Work instruction - For the entries that follow, restate word for word the line containing "fn next_id(existing: &[SpecRecord], now: DateTime<Utc>)", the line containing "if let Some(hours)", and every line that lies between them.

** Records supplied follows **

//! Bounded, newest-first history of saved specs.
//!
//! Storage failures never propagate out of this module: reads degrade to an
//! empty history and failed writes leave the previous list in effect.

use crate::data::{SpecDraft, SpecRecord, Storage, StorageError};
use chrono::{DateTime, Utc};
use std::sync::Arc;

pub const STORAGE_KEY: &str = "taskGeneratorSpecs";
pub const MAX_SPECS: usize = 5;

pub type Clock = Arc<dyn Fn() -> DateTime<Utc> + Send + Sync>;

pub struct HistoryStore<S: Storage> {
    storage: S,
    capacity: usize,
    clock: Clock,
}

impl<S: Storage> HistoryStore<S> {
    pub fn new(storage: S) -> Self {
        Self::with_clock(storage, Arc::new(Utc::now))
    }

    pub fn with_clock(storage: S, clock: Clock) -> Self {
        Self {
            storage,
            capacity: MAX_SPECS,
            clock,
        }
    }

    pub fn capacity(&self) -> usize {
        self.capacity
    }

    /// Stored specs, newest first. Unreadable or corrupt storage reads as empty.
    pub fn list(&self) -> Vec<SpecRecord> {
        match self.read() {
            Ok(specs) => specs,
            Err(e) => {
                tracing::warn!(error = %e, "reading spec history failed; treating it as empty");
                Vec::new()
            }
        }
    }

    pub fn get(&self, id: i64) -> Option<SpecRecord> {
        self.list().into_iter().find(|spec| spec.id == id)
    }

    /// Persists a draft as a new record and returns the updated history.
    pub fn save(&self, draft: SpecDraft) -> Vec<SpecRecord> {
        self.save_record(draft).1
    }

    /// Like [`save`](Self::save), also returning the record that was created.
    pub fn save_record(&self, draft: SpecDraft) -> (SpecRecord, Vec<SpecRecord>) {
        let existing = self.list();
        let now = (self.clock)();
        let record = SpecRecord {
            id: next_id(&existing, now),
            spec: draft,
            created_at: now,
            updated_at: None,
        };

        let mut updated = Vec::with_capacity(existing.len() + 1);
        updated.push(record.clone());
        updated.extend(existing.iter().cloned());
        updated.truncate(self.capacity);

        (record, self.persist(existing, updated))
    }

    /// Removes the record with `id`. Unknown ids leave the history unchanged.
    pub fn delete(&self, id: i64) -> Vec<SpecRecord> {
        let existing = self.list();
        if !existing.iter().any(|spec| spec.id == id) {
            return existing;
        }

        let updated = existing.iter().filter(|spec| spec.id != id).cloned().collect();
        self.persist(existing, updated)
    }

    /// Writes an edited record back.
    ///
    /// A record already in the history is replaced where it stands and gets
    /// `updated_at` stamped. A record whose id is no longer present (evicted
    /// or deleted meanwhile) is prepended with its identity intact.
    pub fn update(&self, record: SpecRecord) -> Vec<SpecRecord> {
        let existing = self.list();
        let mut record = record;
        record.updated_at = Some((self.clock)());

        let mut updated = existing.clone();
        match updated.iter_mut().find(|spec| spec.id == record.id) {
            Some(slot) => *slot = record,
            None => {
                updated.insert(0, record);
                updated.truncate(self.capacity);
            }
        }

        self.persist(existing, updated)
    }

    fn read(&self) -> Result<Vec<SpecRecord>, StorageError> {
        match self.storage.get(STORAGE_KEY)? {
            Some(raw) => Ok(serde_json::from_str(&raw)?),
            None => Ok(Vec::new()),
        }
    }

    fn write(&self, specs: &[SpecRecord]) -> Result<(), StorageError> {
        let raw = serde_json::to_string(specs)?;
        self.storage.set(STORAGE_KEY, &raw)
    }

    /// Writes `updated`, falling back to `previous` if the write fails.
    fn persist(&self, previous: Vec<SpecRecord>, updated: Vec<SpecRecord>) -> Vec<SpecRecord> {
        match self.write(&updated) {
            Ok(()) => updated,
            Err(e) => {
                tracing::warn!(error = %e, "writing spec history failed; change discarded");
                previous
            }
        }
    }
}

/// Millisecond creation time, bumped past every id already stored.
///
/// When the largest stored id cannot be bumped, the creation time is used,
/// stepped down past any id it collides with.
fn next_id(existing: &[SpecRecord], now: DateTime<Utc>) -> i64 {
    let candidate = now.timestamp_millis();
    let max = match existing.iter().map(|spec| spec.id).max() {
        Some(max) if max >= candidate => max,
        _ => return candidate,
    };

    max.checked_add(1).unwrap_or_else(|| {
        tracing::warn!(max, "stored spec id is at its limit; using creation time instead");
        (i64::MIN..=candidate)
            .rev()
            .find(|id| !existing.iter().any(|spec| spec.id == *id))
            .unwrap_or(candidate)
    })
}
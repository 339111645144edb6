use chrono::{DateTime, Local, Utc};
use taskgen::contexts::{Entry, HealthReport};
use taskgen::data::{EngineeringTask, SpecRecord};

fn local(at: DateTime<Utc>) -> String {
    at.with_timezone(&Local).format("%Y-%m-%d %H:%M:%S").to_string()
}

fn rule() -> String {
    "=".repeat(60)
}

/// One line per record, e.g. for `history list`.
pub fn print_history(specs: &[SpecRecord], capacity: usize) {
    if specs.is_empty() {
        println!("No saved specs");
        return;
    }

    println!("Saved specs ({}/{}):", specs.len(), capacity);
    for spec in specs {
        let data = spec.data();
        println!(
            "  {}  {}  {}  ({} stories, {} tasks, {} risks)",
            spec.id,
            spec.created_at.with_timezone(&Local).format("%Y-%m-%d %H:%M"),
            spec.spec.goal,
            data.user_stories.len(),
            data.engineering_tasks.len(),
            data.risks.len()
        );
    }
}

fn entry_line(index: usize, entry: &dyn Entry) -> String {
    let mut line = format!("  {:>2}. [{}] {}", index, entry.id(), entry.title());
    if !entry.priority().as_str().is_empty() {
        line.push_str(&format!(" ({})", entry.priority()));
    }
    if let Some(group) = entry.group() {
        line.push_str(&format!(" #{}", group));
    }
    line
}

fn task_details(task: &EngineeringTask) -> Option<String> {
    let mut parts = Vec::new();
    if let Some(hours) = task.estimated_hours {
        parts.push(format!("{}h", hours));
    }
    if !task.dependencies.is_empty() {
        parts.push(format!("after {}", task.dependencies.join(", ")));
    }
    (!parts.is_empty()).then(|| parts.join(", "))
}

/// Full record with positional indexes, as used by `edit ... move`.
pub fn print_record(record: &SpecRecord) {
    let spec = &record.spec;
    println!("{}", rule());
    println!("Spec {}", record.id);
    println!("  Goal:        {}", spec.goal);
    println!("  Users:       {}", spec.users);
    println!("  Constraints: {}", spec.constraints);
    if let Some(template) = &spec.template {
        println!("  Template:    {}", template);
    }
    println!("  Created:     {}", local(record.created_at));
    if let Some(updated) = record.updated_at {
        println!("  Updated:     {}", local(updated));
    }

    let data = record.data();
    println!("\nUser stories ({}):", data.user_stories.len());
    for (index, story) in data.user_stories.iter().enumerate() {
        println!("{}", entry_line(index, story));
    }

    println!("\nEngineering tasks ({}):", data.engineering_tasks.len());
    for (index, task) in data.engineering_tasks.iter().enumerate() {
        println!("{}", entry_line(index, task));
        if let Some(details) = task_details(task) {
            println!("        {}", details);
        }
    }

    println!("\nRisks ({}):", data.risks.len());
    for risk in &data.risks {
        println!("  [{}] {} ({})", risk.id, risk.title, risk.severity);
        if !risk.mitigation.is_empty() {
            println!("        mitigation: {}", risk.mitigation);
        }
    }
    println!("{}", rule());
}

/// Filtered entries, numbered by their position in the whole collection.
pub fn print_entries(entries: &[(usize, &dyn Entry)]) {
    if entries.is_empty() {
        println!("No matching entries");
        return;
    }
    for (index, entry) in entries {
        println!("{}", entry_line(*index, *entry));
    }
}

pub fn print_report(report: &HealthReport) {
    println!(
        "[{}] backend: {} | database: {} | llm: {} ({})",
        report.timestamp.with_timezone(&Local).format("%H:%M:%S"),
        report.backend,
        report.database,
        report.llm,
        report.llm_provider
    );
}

** End of Records supplied **

Written solution -
fn next_id(existing: &[SpecRecord], now: DateTime<Utc>) -> i64 {
    let candidate = now.timestamp_millis();
    let max = match existing.iter().map(|spec| spec.id).max() {
        Some(max) if max >= candidate => max,
        _ => return candidate,
    };

    max.checked_add(1).unwrap_or_else(|| {
        tracing::warn!(max, "stored spec id is at its limit; using creation time instead");
        (i64::MIN..=candidate)
            .rev()
            .find(|id| !existing.iter().any(|spec| spec.id == *id))
            .unwrap_or(candidate)
    })
}
repository 339111645144edb6
use chrono::{DateTime, Local, Utc};
use taskgen::contexts::{Entry, HealthReport};
use taskgen::data::{EngineeringTask, SpecRecord};

fn local(at: DateTime<Utc>) -> String {
    at.with_timezone(&Local).format("%Y-%m-%d %H:%M:%S").to_string()
}

fn rule() -> String {
    "=".repeat(60)
}

/// One line per record, e.g. for `history list`.
pub fn print_history(specs: &[SpecRecord], capacity: usize) {
    if specs.is_empty() {
        println!("No saved specs");
        return;
    }

    println!("Saved specs ({}/{}):", specs.len(), capacity);
    for spec in specs {
        let data = spec.data();
        println!(
            "  {}  {}  {}  ({} stories, {} tasks, {} risks)",
            spec.id,
            spec.created_at.with_timezone(&Local).format("%Y-%m-%d %H:%M"),
            spec.spec.goal,
            data.user_stories.len(),
            data.engineering_tasks.len(),
            data.risks.len()
        );
    }
}

fn entry_line(index: usize, entry: &dyn Entry) -> String {
    let mut line = format!("  {:>2}. [{}] {}", index, entry.id(), entry.title());
    if !entry.priority().as_str().is_empty() {
        line.push_str(&format!(" ({})", entry.priority()));
    }
    if let Some(group) = entry.group() {
        line.push_str(&format!(" #{}", group));
    }
    line
}

fn task_details(task: &EngineeringTask) -> Option<String> {
    let mut parts = Vec::new();
    if let Some(hours) = task.estimated_hours {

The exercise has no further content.